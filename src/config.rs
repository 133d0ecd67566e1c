//! Application-wide constants and compile-time configuration.
//!
//! All hardware pin assignments, timing parameters, and protocol
//! constants live here so they can be tuned in one place.
//! [`ControllerConfig`] bundles the tunables the core logic consumes; the
//! firmware builds it once at startup and hands it to every component.

use crate::error::ConfigError;

// Identity

pub const HARDWARE_VERSION: &str = "nRF52840 handheld rev A";
pub const FIRMWARE_VERSION: &str = "1.0.0";

/// Name reported to the host as the USB product string.
pub const CONTROLLER_NAME: &str = "Unrailed Controller";
pub const MANUFACTURER: &str = "unrailed-pad";

// USB

/// USB VID/PID - use the "pid.codes" open-source test VID.
/// Replace with your own allocated VID/PID for production.
pub const USB_VID: u16 = 0x1209;
pub const USB_PID: u16 = 0x0002;
pub const USB_SERIAL_NUMBER: &str = "000001";

/// USB HID polling interval (ms).
pub const USB_HID_POLL_MS: u8 = 10;

// GPIO pin assignments (port 0)
//
// The button pins double as wake lines, so the wake mask below is built
// from these numbers.
//
//   Status LED       → P0.06  (LED_LV)
//   Battery status   → P0.09  (charger STAT, low while charging)
//   Battery sense    → AIN1 / P0.03  (100k/100k divider)
//   USB 5V sense     → P0.16
//   Boost enable     → P0.15
//   Joystick H       → AIN2 / P0.04
//   Joystick V       → AIN3 / P0.05
//   USE  (A)         → P0.21
//   DASH (B)         → P0.18
//   SEL  (Select)    → P0.17
//
// P0.18 doubles as pin reset; UICR.PSELRESET must stay unprogrammed.

pub const USE_PIN: u8 = 21;
pub const DASH_PIN: u8 = 18;
pub const SEL_PIN: u8 = 17;

/// GPIO lines that must all be asserted to wake from sleep.
pub const WAKE_BUTTON_BITMASK: u32 = (1 << USE_PIN) | (1 << DASH_PIN) | (1 << SEL_PIN);

/// Button debounce time (ms).
pub const BUTTON_DEBOUNCE_MS: u64 = 20;

/// After a reset out of System OFF, how long the other wake buttons have
/// to join the one that tripped the wake.
pub const WAKE_COMBO_GRACE_MS: u64 = 500;

// Joystick

/// ADC units around center treated as zero.
pub const JOYSTICK_DEADZONE: i32 = 100;
/// 12-bit ADC center.
pub const JOYSTICK_CENTER: i32 = 2048;
/// Maximum deviation from center.
pub const JOYSTICK_MAX_RANGE: i32 = 2048;
/// Largest raw value a 12-bit converter can report.
pub const ADC_MAX: u16 = 4095;

// Battery

pub const BATTERY_CHECK_INTERVAL_MS: u64 = 5_000;
pub const BATTERY_MIN_VOLTAGE: f32 = 3.0;
/// Fully charged Li-Po.
pub const BATTERY_MAX_VOLTAGE: f32 = 4.2;
/// 100k/100k divider = 2:1.
pub const VOLTAGE_DIVIDER_RATIO: f32 = 2.0;
/// Percentage at or below which the battery counts as low.
pub const LOW_BATTERY_THRESHOLD: f32 = 15.0;

// LED

/// Blink half-period (ms).
pub const LED_BLINK_INTERVAL_MS: u64 = 500;
pub const LED_STARTUP_BLINKS: u8 = 3;

// Power management

/// Inactivity before deep sleep (5 minutes).
pub const SLEEP_TIMEOUT_MS: u64 = 300_000;
/// How long before the sleep timeout the idle warning starts.
pub const IDLE_WARNING_MS: u64 = 30_000;
/// Wake period while sleeping on a low battery.
pub const LOW_BATTERY_SLEEP_MS: u64 = 30_000;
/// Joystick movement threshold counted as activity.
pub const ACTIVITY_THRESHOLD: i32 = 50;

/// Control loop period (ms).
pub const CONTROL_TICK_MS: u64 = 10;

/// Tunables consumed by the input and power logic.
#[derive(Clone, Copy, Debug, PartialEq)]
#[cfg_attr(feature = "defmt", derive(defmt::Format))]
pub struct ControllerConfig {
    pub joystick_center: i32,
    pub joystick_deadzone: i32,
    pub joystick_max_range: i32,
    /// Buttons read low when pressed (internal pull-ups).
    pub buttons_active_low: bool,

    pub battery_check_interval_ms: u64,
    pub battery_min_voltage: f32,
    pub battery_max_voltage: f32,
    pub voltage_divider_ratio: f32,
    pub low_battery_threshold: f32,

    pub activity_threshold: i32,
    pub sleep_timeout_ms: u64,
    pub idle_warning_ms: u64,
    pub low_battery_sleep_ms: u64,

    /// Button pins in `[USE, DASH, SEL]` order.
    pub button_pins: [u8; 3],
    pub wake_mask: u32,
}

impl ControllerConfig {
    pub const DEFAULT: Self = Self {
        joystick_center: JOYSTICK_CENTER,
        joystick_deadzone: JOYSTICK_DEADZONE,
        joystick_max_range: JOYSTICK_MAX_RANGE,
        buttons_active_low: true,

        battery_check_interval_ms: BATTERY_CHECK_INTERVAL_MS,
        battery_min_voltage: BATTERY_MIN_VOLTAGE,
        battery_max_voltage: BATTERY_MAX_VOLTAGE,
        voltage_divider_ratio: VOLTAGE_DIVIDER_RATIO,
        low_battery_threshold: LOW_BATTERY_THRESHOLD,

        activity_threshold: ACTIVITY_THRESHOLD,
        sleep_timeout_ms: SLEEP_TIMEOUT_MS,
        idle_warning_ms: IDLE_WARNING_MS,
        low_battery_sleep_ms: LOW_BATTERY_SLEEP_MS,

        button_pins: [USE_PIN, DASH_PIN, SEL_PIN],
        wake_mask: WAKE_BUTTON_BITMASK,
    };

    /// Mask built from `button_pins`, one bit per GPIO line.
    pub fn pin_mask(&self) -> u32 {
        self.button_pins
            .iter()
            .fold(0u32, |mask, &pin| mask | 1u32.checked_shl(u32::from(pin)).unwrap_or(0))
    }

    /// Startup sanity check. The firmware refuses to run on `Err`.
    pub fn validate(&self) -> Result<(), ConfigError> {
        if !(self.battery_min_voltage < self.battery_max_voltage) {
            return Err(ConfigError::BatteryVoltageRange);
        }
        if !(self.voltage_divider_ratio > 0.0) {
            return Err(ConfigError::DividerRatio);
        }
        if !(0.0..=100.0).contains(&self.low_battery_threshold) {
            return Err(ConfigError::LowBatteryThreshold);
        }
        if self.joystick_max_range <= 0
            || self.joystick_deadzone < 0
            || self.joystick_deadzone >= self.joystick_max_range
        {
            return Err(ConfigError::Deadzone);
        }
        if self.button_pins.iter().any(|&pin| pin >= 32) {
            return Err(ConfigError::ButtonPin);
        }
        if self.wake_mask == 0 || self.wake_mask != self.pin_mask() {
            return Err(ConfigError::WakeMask);
        }
        if self.battery_check_interval_ms == 0
            || self.sleep_timeout_ms == 0
            || self.low_battery_sleep_ms == 0
        {
            return Err(ConfigError::ZeroInterval);
        }
        if self.idle_warning_ms >= self.sleep_timeout_ms {
            return Err(ConfigError::IdleWarningWindow);
        }
        Ok(())
    }
}

impl Default for ControllerConfig {
    fn default() -> Self {
        Self::DEFAULT
    }
}

#[cfg(test)]
mod tests {
    use super::*;

    #[test]
    fn default_config_is_valid() {
        assert_eq!(ControllerConfig::default().validate(), Ok(()));
    }

    #[test]
    fn wake_mask_covers_the_three_button_lines() {
        assert_eq!(WAKE_BUTTON_BITMASK, 0x0026_0000);
        assert_eq!(ControllerConfig::DEFAULT.pin_mask(), WAKE_BUTTON_BITMASK);
    }

    #[test]
    fn inverted_battery_range_is_rejected() {
        let cfg = ControllerConfig {
            battery_min_voltage: 4.2,
            battery_max_voltage: 3.0,
            ..ControllerConfig::DEFAULT
        };
        assert_eq!(cfg.validate(), Err(ConfigError::BatteryVoltageRange));

        let cfg = ControllerConfig {
            battery_min_voltage: 3.7,
            battery_max_voltage: 3.7,
            ..ControllerConfig::DEFAULT
        };
        assert_eq!(cfg.validate(), Err(ConfigError::BatteryVoltageRange));
    }

    #[test]
    fn wake_mask_must_match_button_pins() {
        // Bit 19 instead of bit 18.
        let cfg = ControllerConfig {
            wake_mask: 0x002A_0000,
            ..ControllerConfig::DEFAULT
        };
        assert_eq!(cfg.validate(), Err(ConfigError::WakeMask));
    }

    #[test]
    fn other_bad_values_are_rejected() {
        let d = ControllerConfig::DEFAULT;
        assert_eq!(
            ControllerConfig { voltage_divider_ratio: 0.0, ..d }.validate(),
            Err(ConfigError::DividerRatio)
        );
        assert_eq!(
            ControllerConfig { low_battery_threshold: 101.0, ..d }.validate(),
            Err(ConfigError::LowBatteryThreshold)
        );
        assert_eq!(
            ControllerConfig { joystick_deadzone: 2048, ..d }.validate(),
            Err(ConfigError::Deadzone)
        );
        assert_eq!(
            ControllerConfig { button_pins: [21, 18, 40], ..d }.validate(),
            Err(ConfigError::ButtonPin)
        );
        assert_eq!(
            ControllerConfig { battery_check_interval_ms: 0, ..d }.validate(),
            Err(ConfigError::ZeroInterval)
        );
        assert_eq!(
            ControllerConfig { idle_warning_ms: SLEEP_TIMEOUT_MS, ..d }.validate(),
            Err(ConfigError::IdleWarningWindow)
        );
    }
}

**About this task**
For each line of the data that includes the word "from", return a copy of it.

**Output below**
// from these numbers.
/// GPIO lines that must all be asserted to wake from sleep.
/// Maximum deviation from center.
    /// Mask built from `button_pins`, one bit per GPIO line.
            .fold(0u32, |mask, &pin| mask | 1u32.checked_shl(u32::from(pin)).unwrap_or(0))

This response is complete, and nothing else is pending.